TASK DETAILS - Give again, unaltered, the lines of the listing below that run from the line having "use crate::hw::adc::Adc as HwAdc;" through the line having "repository ed3435a76544ae04".

MATERIAL SUPPLIED -

● ● ● ● ●

use cortex_m::peripheral::SYST;
use display_interface_parallel_gpio::PGPIO8BitInterface;
use stm32g0xx_hal::gpio::gpioa::{PA0, PA1, PA4, PA5};
use stm32g0xx_hal::gpio::gpiob::{PB0, PB1, PB2, PB3, PB4, PB5, PB6, PB7, PB8, PB9};
use stm32g0xx_hal::gpio::{Analog, Output, PushPull};
use stm32g0xx_hal::prelude::OutputPin;
use stm32g0xx_hal::rcc::{Config, PllConfig, Rcc, RccExt};
use stm32g0xx_hal::stm32g0::stm32g070::RCC;
use stm32g0xx_hal::timer::delay::Delay;

use crate::hw::adc::Adc as HwAdc;
use crate::hw::lcd::{IliError, IliLcd};
use crate::hw::ProfilePin;

pub use crate::hw::timers::TickCounter;

pub fn init_clock(pac_rcc: RCC) -> Rcc {
    // ((16 MHz / 4) * 32) / 2 = 64 MHz
    let pll_config = PllConfig::with_hsi(4, 32, 2);
    pac_rcc.freeze(Config::pll().pll_cfg(pll_config))
}

/// TIM3 prescaler for 10 us ticks from the 64 MHz timer clock.
pub const TICK_PRESCALER: u16 = 639;

// PB0 - LCD_D0
type LcdD0 = PB0<Output<PushPull>>;
// PB1 - LCD_D1
type LcdD1 = PB1<Output<PushPull>>;
// PB2 - LCD_D2
type LcdD2 = PB2<Output<PushPull>>;
// PB3 - LCD_D3
type LcdD3 = PB3<Output<PushPull>>;
// PB4 - LCD_D4
type LcdD4 = PB4<Output<PushPull>>;
// PB5 - LCD_D5
type LcdD5 = PB5<Output<PushPull>>;
// PB6 - LCD_D6
type LcdD6 = PB6<Output<PushPull>>;
// PB7 - LCD_D7
type LcdD7 = PB7<Output<PushPull>>;
// PB8 - LCD_DC (Command[Low]/Data[High])
type LcdDC = PB8<Output<PushPull>>;
// PB9 - LCD_WR (Write signal)
type LcdWR = PB9<Output<PushPull>>;
// PA0 - ADC input channel
type InputChannel = PA0<Analog>;

// PA1 - Profiling output
pub type ProbePin = PA1<Output<PushPull>>;
// PA4 - LCD_RST (Reset)
pub type LcdRst = PA4<Output<PushPull>>;
// PA5 - LCD_RD (Read signal)
pub type LcdRD = PA5<Output<PushPull>>;

pub type Adc = HwAdc<InputChannel>;
pub type LcdInterface =
    PGPIO8BitInterface<LcdD0, LcdD1, LcdD2, LcdD3, LcdD4, LcdD5, LcdD6, LcdD7, LcdDC, LcdWR>;
pub type HwLcd = IliLcd<LcdInterface, LcdRst>;

pub fn init_lcd(
    interface: LcdInterface,
    lcd_rst: LcdRst,
    lcd_rd: LcdRD,
    delay: &mut Delay<SYST>,
) -> Result<HwLcd, IliError> {
    let mut lcd_rd = lcd_rd;
    // Read strobe idles high, the pin is infallible
    let _ = lcd_rd.set_high();
    IliLcd::new(interface, lcd_rst, delay)
}

impl ProfilePin for ProbePin {
    fn set_high(&mut self) {
        let _ = OutputPin::set_high(self);
    }

    fn set_low(&mut self) {
        let _ = OutputPin::set_low(self);
    }
}
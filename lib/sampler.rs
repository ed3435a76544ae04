use core::sync::atomic::{AtomicBool, AtomicU16, AtomicU32, AtomicUsize, Ordering};

use heapless::Vec;

use crate::hw::{DownCounter, OneShotAdc, ProfilePin};

/// Derives the time between two consecutive readings of a down-counter.
///
/// The very first call has no real previous reading (it starts at zero), so
/// the first elapsed value is not meaningful.
///
/// The difference is taken modulo the reload period `max + 1`, which need not
/// be a power of two. That is exact when the counter reloaded at most once
/// between two readings, anything longer can not be told apart and is not
/// corrected.
pub struct ElapsedTracker {
    previous: u32,
    max: u32,
    primed: bool,
    wrapped: bool,
}

impl ElapsedTracker {
    pub const fn new(max: u32) -> Self {
        ElapsedTracker {
            previous: 0,
            max,
            primed: false,
            wrapped: false,
        }
    }

    /// Returns ticks since the previous call and remembers `now`. Must be
    /// called once per capture, in capture order.
    pub fn track(&mut self, now: u32) -> u32 {
        let elapsed = if now <= self.previous {
            self.previous - now
        } else {
            // Down to zero, reload to `max`, then down to `now`
            let ticks = u64::from(self.previous) + u64::from(self.max.saturating_sub(now)) + 1;
            ticks.min(u64::from(u32::MAX)) as u32
        };
        self.wrapped = self.primed && now > self.previous;
        self.previous = now;
        self.primed = true;
        elapsed
    }

    /// True when the counter reloaded between the last two readings.
    pub fn wrapped(&self) -> bool {
        self.wrapped
    }
}

/// Samples and the elapsed ticks before each of them.
pub struct Capture<const N: usize> {
    samples: Vec<u16, N>,
    elapsed: Vec<u32, N>,
}

impl<const N: usize> Capture<N> {
    pub const fn new() -> Self {
        Capture {
            samples: Vec::new(),
            elapsed: Vec::new(),
        }
    }

    pub fn samples(&self) -> &[u16] {
        &self.samples
    }

    /// Entry `i` is the tick count between capture `i - 1` and capture `i`,
    /// entry 0 is not meaningful.
    pub fn elapsed(&self) -> &[u32] {
        &self.elapsed
    }

    pub fn len(&self) -> usize {
        self.samples.len()
    }

    pub fn is_empty(&self) -> bool {
        self.samples.is_empty()
    }

    pub fn is_full(&self) -> bool {
        self.samples.len() == N
    }

    fn push(&mut self, sample: u16, elapsed: u32) -> bool {
        if self.samples.push(sample).is_err() {
            return false;
        }
        // Both vectors always have the same length
        self.elapsed.push(elapsed).is_ok()
    }
}

impl<const N: usize> Default for Capture<N> {
    fn default() -> Self {
        Capture::new()
    }
}

/// One-shot "capture finished" flag shared between the sampling interrupt and
/// the main flow.
pub struct Completion(AtomicBool);

impl Completion {
    pub const fn new() -> Self {
        Completion(AtomicBool::new(false))
    }

    fn signal(&self) {
        self.0.store(true, Ordering::Release);
    }

    /// Once this returns true the capture buffer is no longer written.
    pub fn is_complete(&self) -> bool {
        self.0.load(Ordering::Acquire)
    }
}

impl Default for Completion {
    fn default() -> Self {
        Completion::new()
    }
}

/// Latest values for inspection with a debug probe. Each field is updated on
/// its own so readers may see values from different captures.
pub struct Readouts {
    value: AtomicU16,
    elapsed: AtomicU32,
    index: AtomicUsize,
}

impl Readouts {
    pub const fn new() -> Self {
        Readouts {
            value: AtomicU16::new(0),
            elapsed: AtomicU32::new(0),
            index: AtomicUsize::new(0),
        }
    }

    pub fn value(&self) -> u16 {
        self.value.load(Ordering::Relaxed)
    }

    pub fn elapsed(&self) -> u32 {
        self.elapsed.load(Ordering::Relaxed)
    }

    pub fn index(&self) -> usize {
        self.index.load(Ordering::Relaxed)
    }
}

impl Default for Readouts {
    fn default() -> Self {
        Readouts::new()
    }
}

pub struct Sampler<'a, const LEN: usize> {
    capture: Option<&'a mut Capture<LEN>>,
    index: usize,
    tracker: ElapsedTracker,
    completion: &'a Completion,
    readouts: &'a Readouts,
}

impl<'a, const LEN: usize> Sampler<'a, LEN> {
    pub fn new(
        capture: &'a mut Capture<LEN>,
        counter_max: u32,
        completion: &'a Completion,
        readouts: &'a Readouts,
    ) -> Self {
        Sampler {
            capture: Some(capture),
            index: 0,
            tracker: ElapsedTracker::new(counter_max),
            completion,
            readouts,
        }
    }

    /// Handles one expiration of the sampling timer.
    ///
    /// Records until `LEN` entries are stored. The first call after that
    /// moves the index one past `LEN` to mark the phase as finished, later
    /// calls only refresh the readouts.
    pub fn sample<A, C, P>(&mut self, adc: &mut A, counter: &C, profile: &mut P)
    where
        A: OneShotAdc,
        C: DownCounter,
        P: ProfilePin,
    {
        profile.set_high();

        let now = counter.now();
        let value = adc.convert();
        let elapsed = self.tracker.track(now);
        if self.tracker.wrapped() {
            log!(trace, "counter reloaded between captures");
        }

        self.readouts.value.store(value, Ordering::Relaxed);
        self.readouts.elapsed.store(elapsed, Ordering::Relaxed);
        self.record(value, elapsed);
        self.readouts.index.store(self.index, Ordering::Relaxed);

        profile.set_low();
    }

    fn record(&mut self, value: u16, elapsed: u32) {
        if self.index < LEN {
            let stored = match self.capture.as_mut() {
                Some(capture) => capture.push(value, elapsed),
                None => false,
            };
            if !stored {
                return;
            }
            self.index += 1;
            if self.index == LEN {
                log!(debug, "capture complete, {=usize} entries", LEN);
                self.completion.signal();
            }
        } else if self.index == LEN {
            self.index += 1;
        }
    }

    /// Write index, `LEN + 1` once the phase has been marked finished.
    pub fn index(&self) -> usize {
        self.index
    }

    /// Hands the filled buffer to the caller. Returns `None` until the
    /// capture is complete and after the buffer has been taken.
    pub fn take_capture(&mut self) -> Option<&'a Capture<LEN>> {
        if !self.completion.is_complete() {
            return None;
        }
        self.capture.take().map(|capture| &*capture)
    }
}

● ● ● ● ●

SOLUTION TO THIS PROBLEM -
use crate::hw::adc::Adc as HwAdc;
use crate::hw::lcd::{IliError, IliLcd};
use crate::hw::ProfilePin;

pub use crate::hw::timers::TickCounter;

pub fn init_clock(pac_rcc: RCC) -> Rcc {
    // ((16 MHz / 4) * 32) / 2 = 64 MHz
    let pll_config = PllConfig::with_hsi(4, 32, 2);
    pac_rcc.freeze(Config::pll().pll_cfg(pll_config))
}

/// TIM3 prescaler for 10 us ticks from the 64 MHz timer clock.
pub const TICK_PRESCALER: u16 = 639;

// PB0 - LCD_D0
type LcdD0 = PB0<Output<PushPull>>;
// PB1 - LCD_D1
type LcdD1 = PB1<Output<PushPull>>;
// PB2 - LCD_D2
type LcdD2 = PB2<Output<PushPull>>;
// PB3 - LCD_D3
type LcdD3 = PB3<Output<PushPull>>;
// PB4 - LCD_D4
type LcdD4 = PB4<Output<PushPull>>;
// PB5 - LCD_D5
type LcdD5 = PB5<Output<PushPull>>;
// PB6 - LCD_D6
type LcdD6 = PB6<Output<PushPull>>;
// PB7 - LCD_D7
type LcdD7 = PB7<Output<PushPull>>;
// PB8 - LCD_DC (Command[Low]/Data[High])
type LcdDC = PB8<Output<PushPull>>;
// PB9 - LCD_WR (Write signal)
type LcdWR = PB9<Output<PushPull>>;
// PA0 - ADC input channel
type InputChannel = PA0<Analog>;

// PA1 - Profiling output
pub type ProbePin = PA1<Output<PushPull>>;
// PA4 - LCD_RST (Reset)
pub type LcdRst = PA4<Output<PushPull>>;
// PA5 - LCD_RD (Read signal)
pub type LcdRD = PA5<Output<PushPull>>;

pub type Adc = HwAdc<InputChannel>;
pub type LcdInterface =
    PGPIO8BitInterface<LcdD0, LcdD1, LcdD2, LcdD3, LcdD4, LcdD5, LcdD6, LcdD7, LcdDC, LcdWR>;
pub type HwLcd = IliLcd<LcdInterface, LcdRst>;

pub fn init_lcd(
    interface: LcdInterface,
    lcd_rst: LcdRst,
    lcd_rd: LcdRD,
    delay: &mut Delay<SYST>,
) -> Result<HwLcd, IliError> {
    let mut lcd_rd = lcd_rd;
    // Read strobe idles high, the pin is infallible
    let _ = lcd_rd.set_high();
    IliLcd::new(interface, lcd_rst, delay)
}

impl ProfilePin for ProbePin {
    fn set_high(&mut self) {
        let _ = OutputPin::set_high(self);
    }

    fn set_low(&mut self) {
        let _ = OutputPin::set_low(self);
    }
}
filename lib/sampler.rs
repository ed3435a76544ae04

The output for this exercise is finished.